25. Le Gouvernement conteste la thèse de l’intéressé. Il fait observer que la distinction opérée entre les partis politiques en matière de financement public est basée sur les résultats des élections précédentes (en termes de suffrages exprimés ou de sièges obtenus au Parlement à l’issue de ces élections). Autrement dit, elle s’appuierait sur des motifs légitimes et objectifs. Un refus de financement public fondé sur les opinions politiques défendues par un parti aurait pu être considéré comme discriminatoire, mais tel ne serait pas le cas en l’espèce.
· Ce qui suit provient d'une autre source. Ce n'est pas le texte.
//! Simulator error types.
//!
//! Everything that can stop a simulation run flows through `SimError`:
//! configuration problems detected at setup, unusable trace files, and
//! the command-queue deadlock watchdog that fires when a device command
//! has been stuck at the head of its queue for too long.

use std::fmt;

/// Fatal simulator errors.
#[derive(Debug)]
pub enum SimError {
    /// Bad or missing configuration. Reported with the offending key.
    Config(String),
    /// The trace file could not be opened or read.
    Trace(String),
    /// A device command sat unissuable at the head of a bank queue for
    /// more than the watchdog limit. Indicates a timing deadlock.
    Deadlock {
        channel: usize,
        rank: u64,
        bank: u64,
        address: u64,
        queued_cycle: u64,
        current_cycle: u64,
    },
}

impl fmt::Display for SimError {
    fn fmt(&self, f: &mut fmt::Formatter<'_>) -> fmt::Result {
        match self {
            SimError::Config(msg) => write!(f, "configuration error: {}", msg),
            SimError::Trace(msg) => write!(f, "trace error: {}", msg),
            SimError::Deadlock {
                channel,
                rank,
                bank,
                address,
                queued_cycle,
                current_cycle,
            } => write!(
                f,
                "command could not be sent to memory after a very long time: \
                 address {:#x} (channel {}, rank {}, bank {}), queued at cycle {}, \
                 current cycle {}",
                address, channel, rank, bank, queued_cycle, current_cycle
            ),
        }
    }
}

impl std::error::Error for SimError {}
Par ailleurs, les Etats disposeraient d’une large marge d’appréciation pour imposer aux partis politiques des conditions minimales d’éligibilité à l’aide de l’Etat, sous réserve que le droit de participation à la vie politique de ces partis ne soit pas entravé.

B. Critères employés par la Cour aux fins de l’application de l’article 14 de la Convention combiné avec l’article 3 du Protocole no 1

26. La Cour rappelle que la discrimination consiste à traiter de manière différente sans justification objective et raisonnable des personnes placées dans des situations comparables. Un traitement différencié est dépourvu de « justification objective et raisonnable » lorsqu’il ne poursuit pas un « but légitime » ou qu’il n’existe pas un « rapport raisonnable de proportionnalité entre les moyens employés et le but visé » (voir, parmi beaucoup d’autres, Sejdić et Finci c. Bosnie-Herzégovine [GC], nos 27996/06 et 34836/06, § 42, CEDH 2009). L’étendue de la marge d’appréciation dont les Parties contractantes jouissent à cet égard varie selon les circonstances, les domaines et le contexte (Andrejeva c. Lettonie [GC], no 55707/00, § 82, CEDH 2009).
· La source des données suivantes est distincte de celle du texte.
// SPDX-License-Identifier: MIT OR Apache-2.0
//! Subtitle fetching and VTT parsing.
//!
//! The subtitle tool is an external binary treated as a collaborator behind
//! [`SubtitleFetcher`]: language preference list in, timestamped segments
//! and the chosen language out, or an unavailability error.

use async_trait::async_trait;
use regex::Regex;
use serde::{Deserialize, Serialize};
use std::path::PathBuf;
use std::sync::OnceLock;
use voy_error::VoyError;

/// One timestamped transcript segment.
#[derive(Debug, Clone, PartialEq, Serialize, Deserialize)]
pub struct Segment {
    /// Start time in seconds.
    pub start: f64,
    /// Duration in seconds.
    pub duration: f64,
    /// Caption text.
    pub text: String,
}

/// Video metadata needed for the write stage.
#[derive(Debug, Clone, PartialEq, Serialize, Deserialize, Default)]
pub struct VideoMetadata {
    /// Video id.
    pub id: String,
    /// Title.
    pub title: String,
    /// Channel or uploader name.
    pub channel: String,
    /// Upload date, RFC 3339, when known.
    pub upload_date: Option<String>,
    /// Canonical watch URL.
    pub webpage_url: String,
}

/// Result of a successful subtitle fetch.
#[derive(Debug, Clone, PartialEq)]
pub struct FetchedTranscript {
    /// Parsed segments.
    pub segments: Vec<Segment>,
    /// The subtitle language that was actually available.
    pub chosen_lang: String,
    /// Video metadata.
    pub metadata: VideoMetadata,
}

/// Fetches subtitles and metadata for a video URL.
#[async_trait]
pub trait SubtitleFetcher: Send + Sync {
    /// Fetch, trying each language in `lang_preference` in order.
    async fn fetch(
        &self,
        video_url: &str,
        lang_preference: &[String],
    ) -> Result<FetchedTranscript, VoyError>;
}

// ---------------------------------------------------------------------------
// VTT parsing
// ---------------------------------------------------------------------------

fn time_re() -> &'static Regex {
    static CELL: OnceLock<Regex> = OnceLock::new();
    CELL.get_or_init(|| Regex::new(r"(\d\d):(\d\d):(\d\d)\.(\d\d\d)").unwrap())
}

fn tag_re() -> &'static Regex {
    static CELL: OnceLock<Regex> = OnceLock::new();
    CELL.get_or_init(|| Regex::new(r"<[^>]+>").unwrap())
}

fn to_seconds(caps: &regex::Captures<'_>) -> f64 {
    let h: f64 = caps[1].parse().unwrap_or(0.0);
    let m: f64 = caps[2].parse().unwrap_or(0.0);
    let s: f64 = caps[3].parse().unwrap_or(0.0);
    let ms: f64 = caps[4].parse().unwrap_or(0.0);
    h * 3600.0 + m * 60.0 + s + ms / 1000.0
}

/// Parse VTT content into segments with start, duration, and cleaned text.
pub fn vtt_to_segments(vtt_text: &str) -> Vec<Segment> {
    let lines: Vec<&str> = vtt_text.lines().collect();
    let mut segments = Vec::new();
    let mut i = 0;
    while i < lines.len() {
        let line = lines[i].trim();
        if line.contains("-->") {
            let mut parts = line.splitn(2, "-->");
            let start_str = parts.next().unwrap_or_default();
            let end_str = parts.next().unwrap_or_default();
            let start = time_re().captures(start_str).map(|c| to_seconds(&c));
            let end = time_re().captures(end_str).map(|c| to_seconds(&c));
            if let (Some(start), Some(end)) = (start, end) {
                i += 1;
                let mut text_lines: Vec<String> = Vec::new();
                while i < lines.len() && !lines[i].trim().is_empty() {
                    let cleaned = tag_re().replace_all(lines[i], "").trim().to_string();
                    if !cleaned.is_empty() {
                        text_lines.push(cleaned);
                    }
                    i += 1;
                }
                let text = text_lines.join(" ").trim().to_string();
                if !text.is_empty() {
                    segments.push(Segment {
                        start,
                        duration: (end - start).max(0.0),
                        text,
                    });
                }
            }
        }
        i += 1;
    }
    segments
}

/// Expand a language hint into the full preference list.
pub fn lang_preference(hint: &str) -> Vec<String> {
    let base = ["pt", "pt-BR", "pt-PT", "en", "es"];
    match hint {
        "auto" | "pt" => base.iter().map(|s| s.to_string()).collect(),
        other => {
            let mut out = vec![other.to_string()];
            for lang in ["en", "es", "pt", "pt-BR", "pt-PT"] {
                if lang != other {
                    out.push(lang.to_string());
                }
            }
            out
        }
    }
}

/// Pull an 11-character video id out of a watch URL.
pub fn extract_video_id(url: &str) -> Option<String> {
    static CELL: OnceLock<Regex> = OnceLock::new();
    let re = CELL.get_or_init(|| Regex::new(r"(?:v=|youtu\.be/)([A-Za-z0-9_-]{11})").unwrap());
    re.captures(url).map(|c| c[1].to_string())
}

/// Parse the tool's `YYYYMMDD` upload date into RFC 3339.
pub fn parse_upload_date(raw: &str) -> Option<String> {
    if raw.len() != 8 || !raw.bytes().all(|b| b.is_ascii_digit()) {
        return None;
    }
    let date = chrono::NaiveDate::parse_from_str(raw, "%Y%m%d").ok()?;
    Some(format!("{}T00:00:00Z", date.format("%Y-%m-%d")))
}

// ---------------------------------------------------------------------------
// yt-dlp fetcher
// ---------------------------------------------------------------------------

/// Subtitle fetcher shelling out to `yt-dlp`.
pub struct YtDlpFetcher {
    /// Binary name or path.
    pub binary: String,
    /// Optional cookies file passed through to the tool.
    pub cookies_file: Option<PathBuf>,
}

impl Default for YtDlpFetcher {
    fn default() -> Self {
        Self {
            binary: "yt-dlp".into(),
            cookies_file: None,
        }
    }
}

impl YtDlpFetcher {
    fn cookie_args(&self) -> Vec<String> {
        match &self.cookies_file {
            Some(path) if path.is_file() => {
                vec!["--cookies".into(), path.display().to_string()]
            }
            _ => vec![],
        }
    }

    async fn video_metadata(&self, video_url: &str) -> Result<VideoMetadata, VoyError> {
        let mut cmd = tokio::process::Command::new(&self.binary);
        cmd.args([
            "--dump-single-json",
            "--skip-download",
            "--no-warnings",
            "--no-check-formats",
            "--ignore-no-formats-error",
            "--extractor-retries",
            "1",
            "--socket-timeout",
            "10",
        ]);
        for arg in self.cookie_args() {
            cmd.arg(arg);
        }
        cmd.arg(video_url);

        let output = cmd
            .output()
            .await
            .map_err(|err| VoyError::upstream(format!("subtitle tool unavailable: {err}")))?;
        if !output.status.success() {
            return Err(VoyError::upstream("subtitle tool metadata fetch failed"));
        }
        let meta: serde_json::Value = serde_json::from_slice(&output.stdout)
            .map_err(|err| VoyError::parse(format!("metadata is not JSON: {err}")))?;

        let id = meta["id"]
            .as_str()
            .map(str::to_string)
            .or_else(|| extract_video_id(meta["webpage_url"].as_str().unwrap_or_default()))
            .unwrap_or_default();
        let webpage_url = meta["webpage_url"]
            .as_str()
            .map(str::to_string)
            .unwrap_or_else(|| format!("https://www.youtube.com/watch?v={id}"));
        let upload_date = meta["upload_date"]
            .as_str()
            .and_then(parse_upload_date)
            .or_else(|| {
                meta["timestamp"].as_f64().and_then(|ts| {
                    chrono::DateTime::from_timestamp(ts as i64, 0)
                        .map(|dt| dt.to_rfc3339().replace("+00:00", "Z"))
                })
            });

        Ok(VideoMetadata {
            id,
            title: meta["title"].as_str().unwrap_or_default().to_string(),
            channel: meta["channel"]
                .as_str()
                .or_else(|| meta["uploader"].as_str())
                .unwrap_or_default()
                .to_string(),
            upload_date,
            webpage_url,
        })
    }

    async fn subtitles_for_lang(
        &self,
        video_url: &str,
        lang: &str,
    ) -> Result<Vec<Segment>, VoyError> {
        let dir = std::env::temp_dir().join(format!("voy-subs-{}", uuid::Uuid::new_v4()));
        tokio::fs::create_dir_all(&dir)
            .await
            .map_err(|err| VoyError::upstream(format!("temp dir create failed: {err}")))?;

        let mut cmd = tokio::process::Command::new(&self.binary);
        cmd.args([
            "--skip-download",
            "--write-auto-subs",
            "--write-subs",
            "--sub-langs",
            lang,
            "--sub-format",
            "vtt",
            "--no-check-formats",
            "--ignore-no-formats-error",
            "-o",
        ]);
        cmd.arg(dir.join("%(id)s.%(ext)s"));
        for arg in self.cookie_args() {
            cmd.arg(arg);
        }
        cmd.arg(video_url);

        let result = cmd.output().await;
        let segments = match result {
            Err(err) => Err(VoyError::upstream(format!("subtitle tool unavailable: {err}"))),
            Ok(output) if !output.status.success() => {
                Err(VoyError::upstream("subtitle fetch failed"))
            }
            Ok(_) => {
                let mut found = Vec::new();
                let mut entries = tokio::fs::read_dir(&dir)
                    .await
                    .map_err(|err| VoyError::upstream(err.to_string()))?;
                while let Ok(Some(entry)) = entries.next_entry().await {
                    if entry.path().extension().and_then(|e| e.to_str()) == Some("vtt") {
                        if let Ok(text) = tokio::fs::read_to_string(entry.path()).await {
                            found = vtt_to_segments(&text);
                            if !found.is_empty() {
                                break;
                            }
                        }
                    }
                }
                Ok(found)
            }
        };
        let _ = tokio::fs::remove_dir_all(&dir).await;
        segments
    }
}

#[async_trait]
impl SubtitleFetcher for YtDlpFetcher {
    async fn fetch(
        &self,
        video_url: &str,
        lang_preference: &[String],
    ) -> Result<FetchedTranscript, VoyError> {
        let metadata = self.video_metadata(video_url).await?;
        for lang in lang_preference {
            match self.subtitles_for_lang(video_url, lang).await {
                Ok(segments) if !segments.is_empty() => {
                    return Ok(FetchedTranscript {
                        segments,
                        chosen_lang: lang.clone(),
                        metadata,
                    });
                }
                _ => continue,
            }
        }
        Err(VoyError::upstream(
            "no subtitles available for preferred languages",
        ))
    }
}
27. Par ailleurs, la Cour rappelle que l’article 3 du Protocole no 1 consacre un principe fondamental dans un régime politique véritablement démocratique et revêt donc dans le système de la Convention une importance capitale (Mathieu-Mohin et Clerfayt c. Belgique, 2 mars 1987, § 47, série A no 113). Le rôle de l’Etat, en tant qu’ultime garant du pluralisme, implique l’adoption de mesures positives pour « organiser » des élections démocratiques dans des « conditions qui assurent la libre expression de l’opinion du peuple sur le choix du corps législatif » (ibidem, § 54).
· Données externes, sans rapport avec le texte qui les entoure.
// SPDX-License-Identifier: MIT OR Apache-2.0
//! The session edge: a WebSocket channel carrying one JSON turn in and one
//! assembled response out, plus `POST /feedback` (validated, append-only
//! JSONL) and `GET /health`.

use crate::orchestrator::{run_turn, AgentState};
use axum::extract::ws::{Message, WebSocket, WebSocketUpgrade};
use axum::extract::State;
use axum::http::StatusCode;
use axum::response::{IntoResponse, Response};
use axum::routing::{get, post};
use axum::{Json, Router};
use serde_json::json;
use std::path::PathBuf;
use std::sync::Arc;
use tracing::{error, info};
use voy_contract::agent::TurnRequest;

/// Edge process state.
pub struct EdgeState {
    /// The orchestrator.
    pub agent: Arc<AgentState>,
    /// Append-only feedback JSONL path.
    pub feedback_path: PathBuf,
}

/// Build the edge router.
pub fn app(state: Arc<EdgeState>) -> Router {
    Router::new()
        .route("/health", get(health))
        .route("/ws", get(ws_upgrade))
        .route("/feedback", post(feedback))
        .with_state(state)
}

async fn health() -> Json<serde_json::Value> {
    Json(json!({"status": "ok"}))
}

async fn ws_upgrade(
    State(state): State<Arc<EdgeState>>,
    upgrade: WebSocketUpgrade,
) -> Response {
    upgrade.on_upgrade(move |socket| session_loop(state, socket))
}

async fn session_loop(state: Arc<EdgeState>, mut socket: WebSocket) {
    while let Some(Ok(message)) = socket.recv().await {
        let Message::Text(text) = message else {
            continue;
        };
        let reply = handle_turn_message(&state, &text).await;
        if socket.send(Message::Text(reply.into())).await.is_err() {
            return;
        }
    }
}

/// Handle one raw turn message; always produces exactly one JSON reply.
pub async fn handle_turn_message(state: &EdgeState, text: &str) -> String {
    let turn: TurnRequest = match serde_json::from_str(text) {
        Ok(turn) => turn,
        Err(err) => {
            return json!({"error": format!("invalid turn request: {err}")}).to_string();
        }
    };

    match run_turn(&state.agent, turn).await {
        Ok((response, _timings)) => {
            serde_json::to_string(&response).unwrap_or_else(|err| {
                json!({"error": format!("response serialization failed: {err}")}).to_string()
            })
        }
        Err(err) => {
            error!(target: "voy::edge", error = %err, "turn failed outbound validation");
            json!({"error": err.to_string()}).to_string()
        }
    }
}

/// Append one event line to the feedback JSONL file.
pub async fn append_feedback(path: &PathBuf, event: &serde_json::Value) -> std::io::Result<()> {
    use tokio::io::AsyncWriteExt;

    if let Some(parent) = path.parent() {
        tokio::fs::create_dir_all(parent).await?;
    }
    let mut line = event.to_string();
    line.push('\n');
    let mut file = tokio::fs::OpenOptions::new()
        .append(true)
        .create(true)
        .open(path)
        .await?;
    file.write_all(line.as_bytes()).await
}

async fn feedback(
    State(state): State<Arc<EdgeState>>,
    Json(body): Json<serde_json::Value>,
) -> Result<Json<serde_json::Value>, (StatusCode, Json<serde_json::Value>)> {
    if let Err(err) = state.agent.registry.validate(&body, "feedback_event") {
        return Err((
            StatusCode::UNPROCESSABLE_ENTITY,
            Json(json!({"error": err.to_string()})),
        ));
    }
    if let Err(err) = append_feedback(&state.feedback_path, &body).await {
        return Err((
            StatusCode::INTERNAL_SERVER_ERROR,
            Json(json!({"error": err.to_string()})),
        ));
    }
    info!(target: "voy::edge", event_id = %body["event_id"], "feedback stored");
    Ok(Json(json!({"status": "ok"})))
}

#[cfg(test)]
mod tests {
    use super::*;
    use crate::orchestrator::Services;
    use async_trait::async_trait;
    use axum::body::Body;
    use axum::http::Request;
    use tower::ServiceExt;
    use voy_client::CallContext;
    use voy_contract::audio::{SttRequest, SttResponse, TtsRequest, TtsResponse};
    use voy_contract::evidence::{EvidenceRequest, EvidenceResponse};
    use voy_contract::graph::{GraphRequest, GraphResponse};
    use voy_contract::products::{ProductRequest, ProductResponse};
    use voy_contract::vision::{VisionRequest, VisionResponse};
    use voy_contract::ContractRegistry;
    use voy_error::VoyError;
    use voy_memory::MemoryStore;
    use voy_telemetry::NoopTracer;

    struct CannedServices;

    #[async_trait]
    impl Services for CannedServices {
        async fn retrieve_travel_evidence(
            &self,
            request: &EvidenceRequest,
            _ctx: &CallContext,
        ) -> Result<EvidenceResponse, VoyError> {
            Ok(serde_json::from_value(json!({
                "x_contract_version": "1.0",
                "request": {"user_query": request.user_query},
                "evidence": [{
                    "card_id": "evid_001_tips",
                    "summary": "Best times to visit are early morning.",
                    "confidence": 0.9,
                    "source_url": "https://example.com/tips",
                }],
            }))
            .unwrap())
        }

        async fn retrieve_product_candidates(
            &self,
            request: &ProductRequest,
            _ctx: &CallContext,
        ) -> Result<ProductResponse, VoyError> {
            Ok(serde_json::from_value(json!({
                "x_contract_version": "1.0",
                "request": {"query_signature": request.query_signature},
                "candidates": [],
            }))
            .unwrap())
        }

        async fn retrieve_travel_graph(
            &self,
            _request: &GraphRequest,
            _ctx: &CallContext,
        ) -> Result<GraphResponse, VoyError> {
            Err(VoyError::upstream("graph down"))
        }

        async fn analyze_image(
            &self,
            _request: &VisionRequest,
            _ctx: &CallContext,
        ) -> Result<VisionResponse, VoyError> {
            Err(VoyError::upstream("vision down"))
        }

        async fn transcribe(
            &self,
            _request: &SttRequest,
            _ctx: &CallContext,
        ) -> Result<SttResponse, VoyError> {
            Err(VoyError::upstream("stt down"))
        }

        async fn synthesize(
            &self,
            _request: &TtsRequest,
            _ctx: &CallContext,
        ) -> Result<TtsResponse, VoyError> {
            Err(VoyError::upstream("tts down"))
        }
    }

    fn edge_state(dir: &tempfile::TempDir) -> Arc<EdgeState> {
        Arc::new(EdgeState {
            agent: Arc::new(AgentState {
                services: Arc::new(CannedServices),
                memory: MemoryStore::new(),
                tracer: Arc::new(NoopTracer),
                registry: Arc::new(ContractRegistry::new()),
            }),
            feedback_path: dir.path().join("data/feedback/events.jsonl"),
        })
    }

    fn valid_feedback() -> serde_json::Value {
        json!({
            "x_contract_version": "1.0",
            "event_id": "evt_abc12345",
            "timestamp": "2025-02-05T12:00:00Z",
            "session_id": "s01",
            "user_query": "dicas Disney",
            "answer_text": "Visit early morning.",
            "rating": 5,
        })
    }

    #[tokio::test]
    async fn turn_message_round_trips_over_the_channel_contract() {
        let dir = tempfile::tempdir().unwrap();
        let state = edge_state(&dir);
        let reply = handle_turn_message(
            &state,
            &json!({
                "session_id": "s1",
                "request_id": "r1",
                "user_query": "dicas para evitar filas no Magic Kingdom",
            })
            .to_string(),
        )
        .await;

        let parsed: serde_json::Value = serde_json::from_str(&reply).unwrap();
        assert_eq!(parsed["session_id"], "s1");
        assert_eq!(parsed["request_id"], "r1");
        assert!(parsed["answer_text"]
            .as_str()
            .unwrap()
            .contains("Best times to visit are early morning."));
        assert_eq!(parsed["citations"][0], "https://example.com/tips");
        assert!(parsed["addon"].is_null());
    }

    #[tokio::test]
    async fn turn_message_defaults_session_ids() {
        let dir = tempfile::tempdir().unwrap();
        let state = edge_state(&dir);
        let reply =
            handle_turn_message(&state, &json!({"user_query": "dicas"}).to_string()).await;
        let parsed: serde_json::Value = serde_json::from_str(&reply).unwrap();
        assert_eq!(parsed["session_id"], "local-session");
        assert_eq!(parsed["request_id"], "local-request");
    }

    #[tokio::test]
    async fn undecodable_turn_message_yields_error_reply() {
        let dir = tempfile::tempdir().unwrap();
        let state = edge_state(&dir);
        let reply = handle_turn_message(&state, "{not json").await;
        let parsed: serde_json::Value = serde_json::from_str(&reply).unwrap();
        assert!(parsed["error"].is_string());
    }

    #[tokio::test]
    async fn valid_feedback_returns_ok_and_appends_jsonl() {
        let dir = tempfile::tempdir().unwrap();
        let state = edge_state(&dir);
        let path = state.feedback_path.clone();
        let app = app(state);

        let response = app
            .oneshot(
                Request::post("/feedback")
                    .header("content-type", "application/json")
                    .body(Body::from(valid_feedback().to_string()))
                    .unwrap(),
            )
            .await
            .unwrap();
        assert_eq!(response.status(), StatusCode::OK);

        let contents = tokio::fs::read_to_string(&path).await.unwrap();
        let lines: Vec<&str> = contents.lines().collect();
        assert_eq!(lines.len(), 1);
        let stored: serde_json::Value = serde_json::from_str(lines[0]).unwrap();
        assert_eq!(stored["event_id"], "evt_abc12345");
        assert_eq!(stored["rating"], 5);
    }

    #[tokio::test]
    async fn feedback_appends_preserve_earlier_lines() {
        let dir = tempfile::tempdir().unwrap();
        let state = edge_state(&dir);
        let path = state.feedback_path.clone();

        append_feedback(&path, &valid_feedback()).await.unwrap();
        let mut second = valid_feedback();
        second["event_id"] = json!("evt_def67890");
        append_feedback(&path, &second).await.unwrap();

        let contents = tokio::fs::read_to_string(&path).await.unwrap();
        assert_eq!(contents.lines().count(), 2);
    }

    #[tokio::test]
    async fn invalid_feedback_is_rejected_with_422() {
        let dir = tempfile::tempdir().unwrap();
        let state = edge_state(&dir);
        let app = app(state);

        let mut invalid = valid_feedback();
        invalid["rating"] = json!(99);
        let response = app
            .oneshot(
                Request::post("/feedback")
                    .header("content-type", "application/json")
                    .body(Body::from(invalid.to_string()))
                    .unwrap(),
            )
            .await
            .unwrap();
        assert_eq!(response.status(), StatusCode::UNPROCESSABLE_ENTITY);
    }

    #[tokio::test]
    async fn health_endpoint() {
        let dir = tempfile::tempdir().unwrap();
        let app = app(edge_state(&dir));
        let response = app
            .oneshot(Request::get("/health").body(Body::empty()).unwrap())
            .await
            .unwrap();
        assert_eq!(response.status(), StatusCode::OK);
        let bytes = axum::body::to_bytes(response.into_body(), usize::MAX)
            .await
            .unwrap();
        let body: serde_json::Value = serde_json::from_slice(&bytes).unwrap();
        assert_eq!(body["status"], "ok");
    }
}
28. Des élections libres et la liberté d’expression, notamment la liberté du débat politique, constituent l’assise de tout régime démocratique (ibidem, § 47, et Lingens c. Autriche, 8 juillet 1986, §§ 41-42, série A no 103). La « libre expression de l’opinion du peuple sur le choix du corps législatif » concerne également l’article 11 de la Convention, qui garantit la liberté d’association et donc incidemment la liberté des partis politiques, lesquels représentent une forme d’association essentielle au bon fonctionnement de la démocratie. Pareille expression ne saurait se concevoir sans le concours d’une pluralité de partis politiques représentant les courants d’opinion qui traversent la population d’un pays. En répercutant ceux-ci non seulement dans les institutions politiques mais aussi, grâce aux médias, à tous les niveaux de la vie en société, les partis politiques apportent une contribution irremplaçable au débat politique, lequel se trouve au cœur même de la notion de société démocratique (Lingens, précité, § 42, Castells c. Espagne, 23 avril 1992, § 43, série A no 236, Parti communiste unifié de Turquie et autres c. Turquie, 30 janvier 1998, § 44, Recueil des arrêts et décisions 1998-I, et Yumak et Sadak c. Turquie [GC], no 10226/03, § 107, CEDH 2008).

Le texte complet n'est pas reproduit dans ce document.